[Saved entries]
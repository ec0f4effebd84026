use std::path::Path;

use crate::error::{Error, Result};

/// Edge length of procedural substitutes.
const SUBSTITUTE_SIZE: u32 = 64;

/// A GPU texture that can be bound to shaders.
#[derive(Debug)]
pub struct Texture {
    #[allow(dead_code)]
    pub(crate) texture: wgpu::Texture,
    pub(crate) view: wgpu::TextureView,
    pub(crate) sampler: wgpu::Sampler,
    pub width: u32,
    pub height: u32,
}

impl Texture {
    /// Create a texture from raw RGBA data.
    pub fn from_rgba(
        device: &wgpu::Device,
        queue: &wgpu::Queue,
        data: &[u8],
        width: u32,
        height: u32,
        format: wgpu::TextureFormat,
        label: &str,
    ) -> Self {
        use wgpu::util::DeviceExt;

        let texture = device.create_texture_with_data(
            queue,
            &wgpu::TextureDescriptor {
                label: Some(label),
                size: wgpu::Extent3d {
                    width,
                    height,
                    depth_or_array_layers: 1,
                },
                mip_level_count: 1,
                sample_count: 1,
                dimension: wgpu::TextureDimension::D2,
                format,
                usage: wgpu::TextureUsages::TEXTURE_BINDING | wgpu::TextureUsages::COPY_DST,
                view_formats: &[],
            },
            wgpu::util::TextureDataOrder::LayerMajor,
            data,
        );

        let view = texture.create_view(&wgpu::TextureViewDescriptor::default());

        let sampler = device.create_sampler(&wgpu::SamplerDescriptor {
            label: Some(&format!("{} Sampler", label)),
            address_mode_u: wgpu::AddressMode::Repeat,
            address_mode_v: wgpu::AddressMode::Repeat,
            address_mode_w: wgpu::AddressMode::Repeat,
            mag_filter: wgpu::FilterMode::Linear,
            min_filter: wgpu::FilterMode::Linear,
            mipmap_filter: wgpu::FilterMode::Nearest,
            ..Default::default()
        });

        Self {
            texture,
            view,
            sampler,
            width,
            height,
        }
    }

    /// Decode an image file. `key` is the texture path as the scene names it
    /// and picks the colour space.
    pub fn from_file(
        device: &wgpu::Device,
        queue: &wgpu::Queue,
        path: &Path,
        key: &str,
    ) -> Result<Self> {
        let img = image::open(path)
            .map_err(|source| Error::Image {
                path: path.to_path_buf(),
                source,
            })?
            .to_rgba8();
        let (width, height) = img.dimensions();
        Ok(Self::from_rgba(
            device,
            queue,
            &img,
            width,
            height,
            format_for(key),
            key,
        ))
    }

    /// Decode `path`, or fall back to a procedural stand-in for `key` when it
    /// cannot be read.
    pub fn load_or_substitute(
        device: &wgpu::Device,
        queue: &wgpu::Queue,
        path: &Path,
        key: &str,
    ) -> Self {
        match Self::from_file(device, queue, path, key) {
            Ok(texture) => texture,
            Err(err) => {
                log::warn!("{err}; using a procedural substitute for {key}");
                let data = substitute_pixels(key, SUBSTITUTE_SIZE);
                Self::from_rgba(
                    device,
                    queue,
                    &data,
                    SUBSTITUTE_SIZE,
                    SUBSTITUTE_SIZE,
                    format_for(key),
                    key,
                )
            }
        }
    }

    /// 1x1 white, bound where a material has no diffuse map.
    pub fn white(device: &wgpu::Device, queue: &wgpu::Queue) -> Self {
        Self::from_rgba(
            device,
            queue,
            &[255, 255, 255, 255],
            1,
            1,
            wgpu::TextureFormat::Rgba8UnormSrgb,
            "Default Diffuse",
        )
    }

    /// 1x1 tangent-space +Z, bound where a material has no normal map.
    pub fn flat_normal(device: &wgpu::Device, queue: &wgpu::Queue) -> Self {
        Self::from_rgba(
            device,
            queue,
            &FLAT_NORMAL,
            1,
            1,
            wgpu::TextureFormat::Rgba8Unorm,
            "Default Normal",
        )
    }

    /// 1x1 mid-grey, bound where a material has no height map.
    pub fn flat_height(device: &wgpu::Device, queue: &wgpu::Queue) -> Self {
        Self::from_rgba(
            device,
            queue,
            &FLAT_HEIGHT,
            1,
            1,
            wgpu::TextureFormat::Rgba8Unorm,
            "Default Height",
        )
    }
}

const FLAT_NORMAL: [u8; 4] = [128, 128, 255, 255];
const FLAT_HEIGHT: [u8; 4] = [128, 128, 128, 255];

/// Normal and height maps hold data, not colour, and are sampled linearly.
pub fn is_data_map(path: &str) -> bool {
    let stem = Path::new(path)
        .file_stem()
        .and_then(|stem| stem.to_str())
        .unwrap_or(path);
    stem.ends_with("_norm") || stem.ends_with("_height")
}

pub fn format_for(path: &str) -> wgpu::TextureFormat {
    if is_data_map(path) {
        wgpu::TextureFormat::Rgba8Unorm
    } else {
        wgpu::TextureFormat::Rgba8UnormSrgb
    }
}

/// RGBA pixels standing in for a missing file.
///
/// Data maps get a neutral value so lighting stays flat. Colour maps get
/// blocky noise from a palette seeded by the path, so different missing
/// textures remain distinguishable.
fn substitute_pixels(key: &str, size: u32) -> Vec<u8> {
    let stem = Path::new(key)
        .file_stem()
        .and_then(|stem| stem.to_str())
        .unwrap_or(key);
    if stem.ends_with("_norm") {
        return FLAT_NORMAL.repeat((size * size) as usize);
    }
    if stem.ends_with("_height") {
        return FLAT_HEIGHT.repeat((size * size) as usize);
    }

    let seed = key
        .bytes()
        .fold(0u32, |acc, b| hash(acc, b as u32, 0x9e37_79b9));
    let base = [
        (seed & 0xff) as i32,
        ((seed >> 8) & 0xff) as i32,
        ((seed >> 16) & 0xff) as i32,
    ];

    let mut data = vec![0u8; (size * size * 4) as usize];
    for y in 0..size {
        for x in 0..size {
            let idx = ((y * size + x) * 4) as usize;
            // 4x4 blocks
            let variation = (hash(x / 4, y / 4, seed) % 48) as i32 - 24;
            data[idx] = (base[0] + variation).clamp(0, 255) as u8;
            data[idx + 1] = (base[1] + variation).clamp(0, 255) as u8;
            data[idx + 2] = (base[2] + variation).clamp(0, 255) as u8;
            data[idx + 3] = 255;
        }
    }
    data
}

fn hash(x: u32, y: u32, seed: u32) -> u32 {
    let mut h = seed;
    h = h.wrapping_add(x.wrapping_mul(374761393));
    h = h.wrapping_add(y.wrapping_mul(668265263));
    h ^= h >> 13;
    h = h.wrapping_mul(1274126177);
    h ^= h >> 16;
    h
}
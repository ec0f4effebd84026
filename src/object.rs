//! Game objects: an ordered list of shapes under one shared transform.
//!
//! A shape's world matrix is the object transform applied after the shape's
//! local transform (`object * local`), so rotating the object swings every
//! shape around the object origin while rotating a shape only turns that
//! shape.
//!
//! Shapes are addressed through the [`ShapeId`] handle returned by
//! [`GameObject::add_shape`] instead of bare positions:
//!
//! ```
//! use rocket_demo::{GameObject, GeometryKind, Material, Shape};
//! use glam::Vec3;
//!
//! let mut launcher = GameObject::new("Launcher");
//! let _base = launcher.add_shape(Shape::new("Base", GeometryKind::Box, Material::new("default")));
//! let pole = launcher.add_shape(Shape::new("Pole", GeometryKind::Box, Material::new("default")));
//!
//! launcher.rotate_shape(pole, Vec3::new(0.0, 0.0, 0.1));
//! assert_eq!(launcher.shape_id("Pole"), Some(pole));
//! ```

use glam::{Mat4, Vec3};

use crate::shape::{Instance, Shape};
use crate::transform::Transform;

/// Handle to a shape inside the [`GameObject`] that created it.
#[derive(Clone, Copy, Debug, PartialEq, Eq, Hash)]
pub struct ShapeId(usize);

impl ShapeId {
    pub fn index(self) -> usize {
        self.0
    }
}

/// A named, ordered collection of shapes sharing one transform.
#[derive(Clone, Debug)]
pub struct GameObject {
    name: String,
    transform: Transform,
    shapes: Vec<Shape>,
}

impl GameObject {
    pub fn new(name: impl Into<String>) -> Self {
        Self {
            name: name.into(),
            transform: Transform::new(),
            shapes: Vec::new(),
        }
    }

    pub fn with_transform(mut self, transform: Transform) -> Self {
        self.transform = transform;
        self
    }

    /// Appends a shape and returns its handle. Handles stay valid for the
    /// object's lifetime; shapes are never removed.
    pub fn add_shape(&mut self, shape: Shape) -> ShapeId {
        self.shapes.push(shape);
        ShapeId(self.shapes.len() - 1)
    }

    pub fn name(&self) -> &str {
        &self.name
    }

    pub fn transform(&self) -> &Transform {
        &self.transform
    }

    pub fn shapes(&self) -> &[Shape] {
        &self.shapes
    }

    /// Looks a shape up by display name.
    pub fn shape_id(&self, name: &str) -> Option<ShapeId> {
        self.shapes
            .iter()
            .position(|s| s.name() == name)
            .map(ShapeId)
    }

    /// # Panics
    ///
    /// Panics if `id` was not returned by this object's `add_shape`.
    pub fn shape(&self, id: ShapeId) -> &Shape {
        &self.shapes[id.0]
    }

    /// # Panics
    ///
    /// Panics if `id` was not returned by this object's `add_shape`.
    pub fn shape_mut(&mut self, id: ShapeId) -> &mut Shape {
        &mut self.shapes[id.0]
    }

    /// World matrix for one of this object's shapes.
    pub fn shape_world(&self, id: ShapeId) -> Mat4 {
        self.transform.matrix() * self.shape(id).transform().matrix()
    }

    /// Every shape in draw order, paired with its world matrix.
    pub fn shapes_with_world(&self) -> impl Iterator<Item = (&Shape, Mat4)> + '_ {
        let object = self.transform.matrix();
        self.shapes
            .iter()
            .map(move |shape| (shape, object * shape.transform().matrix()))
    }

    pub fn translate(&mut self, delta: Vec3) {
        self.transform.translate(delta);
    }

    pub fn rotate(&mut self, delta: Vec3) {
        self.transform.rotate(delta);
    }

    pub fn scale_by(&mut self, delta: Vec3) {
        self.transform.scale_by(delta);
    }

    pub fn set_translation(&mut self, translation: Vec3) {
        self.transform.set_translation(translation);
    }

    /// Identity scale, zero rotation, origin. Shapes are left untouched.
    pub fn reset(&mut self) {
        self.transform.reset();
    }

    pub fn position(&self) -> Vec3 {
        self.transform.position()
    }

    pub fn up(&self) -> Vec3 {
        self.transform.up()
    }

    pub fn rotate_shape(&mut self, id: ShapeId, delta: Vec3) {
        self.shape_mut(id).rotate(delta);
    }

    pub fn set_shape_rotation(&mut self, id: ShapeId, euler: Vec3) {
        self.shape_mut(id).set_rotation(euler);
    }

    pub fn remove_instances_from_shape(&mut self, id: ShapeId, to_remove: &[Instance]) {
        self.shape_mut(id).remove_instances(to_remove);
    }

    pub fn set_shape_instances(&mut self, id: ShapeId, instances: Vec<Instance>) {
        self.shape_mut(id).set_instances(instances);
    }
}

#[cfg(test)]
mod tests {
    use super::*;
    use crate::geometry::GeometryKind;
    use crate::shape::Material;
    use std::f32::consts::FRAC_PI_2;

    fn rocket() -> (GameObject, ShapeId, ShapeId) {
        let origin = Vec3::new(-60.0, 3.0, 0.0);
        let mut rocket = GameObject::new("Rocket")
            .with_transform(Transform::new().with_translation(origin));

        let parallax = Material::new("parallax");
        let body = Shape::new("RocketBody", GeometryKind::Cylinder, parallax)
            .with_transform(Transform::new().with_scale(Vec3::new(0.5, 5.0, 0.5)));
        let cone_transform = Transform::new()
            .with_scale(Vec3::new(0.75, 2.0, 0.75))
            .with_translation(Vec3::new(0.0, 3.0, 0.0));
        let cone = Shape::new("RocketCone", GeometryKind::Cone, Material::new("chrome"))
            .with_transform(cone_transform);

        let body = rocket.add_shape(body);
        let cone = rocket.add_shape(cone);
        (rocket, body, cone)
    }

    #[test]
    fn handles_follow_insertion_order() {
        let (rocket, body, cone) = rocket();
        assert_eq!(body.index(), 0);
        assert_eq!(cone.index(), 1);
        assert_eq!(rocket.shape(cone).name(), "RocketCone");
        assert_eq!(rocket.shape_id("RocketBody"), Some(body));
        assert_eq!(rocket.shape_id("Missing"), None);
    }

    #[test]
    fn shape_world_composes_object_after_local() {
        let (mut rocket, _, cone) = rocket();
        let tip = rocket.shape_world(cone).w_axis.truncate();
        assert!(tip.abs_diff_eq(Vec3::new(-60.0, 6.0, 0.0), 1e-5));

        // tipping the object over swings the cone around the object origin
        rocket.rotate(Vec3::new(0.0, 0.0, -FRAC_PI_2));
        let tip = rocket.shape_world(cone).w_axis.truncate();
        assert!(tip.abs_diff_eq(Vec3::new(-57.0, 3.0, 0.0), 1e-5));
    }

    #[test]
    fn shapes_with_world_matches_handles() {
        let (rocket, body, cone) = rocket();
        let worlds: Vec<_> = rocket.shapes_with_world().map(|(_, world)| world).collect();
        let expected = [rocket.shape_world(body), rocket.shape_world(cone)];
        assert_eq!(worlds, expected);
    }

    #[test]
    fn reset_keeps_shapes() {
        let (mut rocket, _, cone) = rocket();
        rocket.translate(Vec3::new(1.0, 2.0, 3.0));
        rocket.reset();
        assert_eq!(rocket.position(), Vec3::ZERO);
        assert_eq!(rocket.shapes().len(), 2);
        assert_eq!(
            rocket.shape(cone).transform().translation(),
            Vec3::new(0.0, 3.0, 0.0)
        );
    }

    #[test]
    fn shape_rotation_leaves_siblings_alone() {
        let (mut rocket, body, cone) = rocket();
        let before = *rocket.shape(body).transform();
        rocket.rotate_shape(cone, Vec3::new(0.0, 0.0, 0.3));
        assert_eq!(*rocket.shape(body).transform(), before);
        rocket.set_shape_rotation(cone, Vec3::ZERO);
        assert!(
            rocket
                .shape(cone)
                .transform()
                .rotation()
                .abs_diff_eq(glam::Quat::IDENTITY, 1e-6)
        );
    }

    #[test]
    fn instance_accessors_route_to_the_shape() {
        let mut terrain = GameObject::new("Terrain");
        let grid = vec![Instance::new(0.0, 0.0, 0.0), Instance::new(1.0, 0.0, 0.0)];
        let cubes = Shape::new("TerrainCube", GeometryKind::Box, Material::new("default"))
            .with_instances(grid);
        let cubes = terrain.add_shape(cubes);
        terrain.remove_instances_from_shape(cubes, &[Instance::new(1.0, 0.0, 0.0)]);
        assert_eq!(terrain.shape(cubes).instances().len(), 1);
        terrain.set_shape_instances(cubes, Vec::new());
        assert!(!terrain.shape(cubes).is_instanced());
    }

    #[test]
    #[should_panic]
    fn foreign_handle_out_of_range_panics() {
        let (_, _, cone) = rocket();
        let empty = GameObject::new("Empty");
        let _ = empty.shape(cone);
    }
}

What you should do: Working through the entries above, copy every line in which "parallax" is found.

Completed task:
        let parallax = Material::new("parallax");
        let body = Shape::new("RocketBody", GeometryKind::Cylinder, parallax)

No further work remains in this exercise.